# What is being asked
For every line in the records below that contains the word "version", add one to a count, and report only that count.

● ● ● ● ● ● ●

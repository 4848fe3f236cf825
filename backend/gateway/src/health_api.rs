//! Gateway Health API

use axum::{extract::State, Json};
use chrono::{DateTime, Utc};
use serde::Serialize;

use crate::server::GatewayState;

#[derive(Serialize)]
pub struct HealthReport {
    pub status: &'static str,
    pub service: &'static str,
    pub version: &'static str,
    pub uptime_seconds: u64,
    pub timestamp: DateTime<Utc>,
}

/// Handler for `GET /api/health`
pub async fn get_health(State(state): State<GatewayState>) -> Json<HealthReport> {
    Json(HealthReport {
        status: "ok",
        service: "pagegraph",
        version: env!("CARGO_PKG_VERSION"),
        uptime_seconds: state.started_at.elapsed().as_secs(),
        timestamp: Utc::now(),
    })
}
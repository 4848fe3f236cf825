use std::path::PathBuf;
use std::str::FromStr;
use std::time::Duration;

use logging::LogConfig;
use pagegraph_source::{HttpSourceConfig, DEFAULT_MAX_BODY_BYTES, DEFAULT_USER_AGENT};

/// pagegraph runtime configuration.
#[derive(Debug, Clone)]
pub struct Config {
    /// HTTP server bind address
    pub bind_address: String,
    /// HTTP server port
    pub port: u16,
    /// Log level
    pub log_level: String,
    /// Emit JSON log lines on the console
    pub log_json: bool,
    /// Directory for rolling log files
    pub log_dir: Option<PathBuf>,
    /// Per-request deadline, fetches included
    pub request_timeout_secs: u64,
    pub user_agent: String,
    pub max_body_bytes: usize,
    /// Pretty-print JSON responses
    pub pretty: bool,
}

impl Default for Config {
    fn default() -> Self {
        Self {
            bind_address: "0.0.0.0".to_string(),
            port: 8080,
            log_level: "info".to_string(),
            log_json: false,
            log_dir: None,
            request_timeout_secs: 30,
            user_agent: DEFAULT_USER_AGENT.to_string(),
            max_body_bytes: DEFAULT_MAX_BODY_BYTES,
            pretty: true,
        }
    }
}

impl Config {
    /// Load configuration from environment variables with sensible defaults.
    pub fn from_env() -> Self {
        Self::from_lookup(|key| std::env::var(key).ok())
    }

    fn from_lookup(lookup: impl Fn(&str) -> Option<String>) -> Self {
        let defaults = Self::default();
        let flag = |key: &str| lookup(key).and_then(|v| parse_bool(&v));

        Self {
            bind_address: lookup("PAGEGRAPH_BIND").unwrap_or(defaults.bind_address),
            port: parsed(&lookup, "PAGEGRAPH_PORT").unwrap_or(defaults.port),
            log_level: lookup("RUST_LOG").unwrap_or(defaults.log_level),
            log_json: flag("PAGEGRAPH_LOG_JSON").unwrap_or(defaults.log_json),
            log_dir: lookup("PAGEGRAPH_LOG_DIR")
                .filter(|d| !d.is_empty())
                .map(PathBuf::from),
            request_timeout_secs: parsed::<u64>(&lookup, "PAGEGRAPH_REQUEST_TIMEOUT_SECS")
                .filter(|secs| *secs > 0)
                .unwrap_or(defaults.request_timeout_secs),
            user_agent: lookup("PAGEGRAPH_USER_AGENT").unwrap_or(defaults.user_agent),
            max_body_bytes: parsed(&lookup, "PAGEGRAPH_MAX_BODY_BYTES").unwrap_or(defaults.max_body_bytes),
            pretty: flag("PAGEGRAPH_PRETTY").unwrap_or(defaults.pretty),
        }
    }

    pub fn request_timeout(&self) -> Duration {
        Duration::from_secs(self.request_timeout_secs)
    }

    /// `stderr` keeps stdout clean for commands that print results.
    pub fn log_config(&self, stderr: bool) -> LogConfig {
        LogConfig {
            level: self.log_level.clone(),
            json: self.log_json,
            log_dir: self.log_dir.clone(),
            stderr,
        }
    }

    pub fn source_config(&self) -> HttpSourceConfig {
        HttpSourceConfig {
            user_agent: self.user_agent.clone(),
            max_body_bytes: self.max_body_bytes,
        }
    }
}

fn parsed<T: FromStr>(lookup: &impl Fn(&str) -> Option<String>, key: &str) -> Option<T> {
    lookup(key).and_then(|v| v.trim().parse().ok())
}

fn parse_bool(raw: &str) -> Option<bool> {
    match raw.trim().to_ascii_lowercase().as_str() {
        "1" | "true" | "yes" | "on" => Some(true),
        "0" | "false" | "no" | "off" => Some(false),
        _ => None,
    }
}
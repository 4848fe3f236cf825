//! `scraper`-backed implementation of [`Node`].

use std::collections::HashSet;
use std::ops::Deref;

use scraper::{ElementRef, Html, Selector};

use crate::error::SelectorError;
use crate::node::Node;

/// Name reported by `tag_name` for the document node.
pub const DOCUMENT_NODE_NAME: &str = "#document";

#[derive(Debug, Clone, Copy, PartialEq, Eq)]
enum Position<'a> {
    Document,
    Element(ElementRef<'a>),
}

/// A working set of positions inside one parsed [`Html`] document.
#[derive(Debug, Clone)]
pub struct Selection<'a> {
    doc: &'a Html,
    positions: Vec<Position<'a>>,
}

impl<'a> Selection<'a> {
    /// The document node of `doc`.
    pub fn document(doc: &'a Html) -> Self {
        Self {
            doc,
            positions: vec![Position::Document],
        }
    }

    /// Builds a selection from matched elements, dropping repeats while
    /// keeping first-seen order.
    fn from_elements(doc: &'a Html, elements: impl IntoIterator<Item = ElementRef<'a>>) -> Self {
        let mut seen = HashSet::new();
        let positions = elements
            .into_iter()
            .filter(|el| seen.insert(Deref::deref(el).id()))
            .map(Position::Element)
            .collect();
        Self { doc, positions }
    }

    fn first(&self) -> Option<Position<'a>> {
        self.positions.first().copied()
    }

    fn elements(&self) -> impl Iterator<Item = ElementRef<'a>> + '_ {
        self.positions.iter().filter_map(|pos| match pos {
            Position::Element(el) => Some(*el),
            Position::Document => None,
        })
    }
}

impl<'a> Node for Selection<'a> {
    fn narrow(&self, selector: &str) -> Result<Self, SelectorError> {
        let compiled =
            Selector::parse(selector).map_err(|e| SelectorError::new(selector, e.to_string()))?;

        let mut matches = Vec::new();
        for pos in &self.positions {
            match pos {
                Position::Document => matches.extend(self.doc.select(&compiled)),
                Position::Element(el) => matches.extend(el.select(&compiled)),
            }
        }
        Ok(Self::from_elements(self.doc, matches))
    }

    fn len(&self) -> usize {
        self.positions.len()
    }

    fn split(&self) -> Vec<Self> {
        self.positions
            .iter()
            .map(|pos| Self {
                doc: self.doc,
                positions: vec![*pos],
            })
            .collect()
    }

    fn inner_markup(&self) -> Option<String> {
        match self.first()? {
            Position::Document => Some(self.doc.html()),
            Position::Element(el) => Some(el.inner_html()),
        }
    }

    fn outer_markup(&self) -> Option<String> {
        // The document node has no markup of its own; render its children.
        match self.first()? {
            Position::Document => Some(self.doc.html()),
            Position::Element(el) => Some(el.html()),
        }
    }

    fn text(&self) -> Option<String> {
        match self.first()? {
            Position::Document => Some(self.doc.root_element().text().collect()),
            Position::Element(el) => Some(el.text().collect()),
        }
    }

    fn tag_name(&self) -> Option<String> {
        match self.first()? {
            Position::Document => Some(DOCUMENT_NODE_NAME.to_string()),
            Position::Element(el) => Some(el.value().name().to_string()),
        }
    }

    fn attribute(&self, name: &str) -> Option<String> {
        match self.first()? {
            Position::Document => None,
            Position::Element(el) => el.value().attr(name).map(str::to_string),
        }
    }

    fn next_sibling(&self) -> Self {
        let siblings = self
            .elements()
            .filter_map(|el| el.next_siblings().find_map(ElementRef::wrap));
        Self::from_elements(self.doc, siblings)
    }

    fn next_siblings(&self) -> Self {
        let siblings = self
            .elements()
            .flat_map(|el| el.next_siblings().filter_map(ElementRef::wrap));
        Self::from_elements(self.doc, siblings)
    }
}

● ● ● ● ● ● ●

# Result for this task
2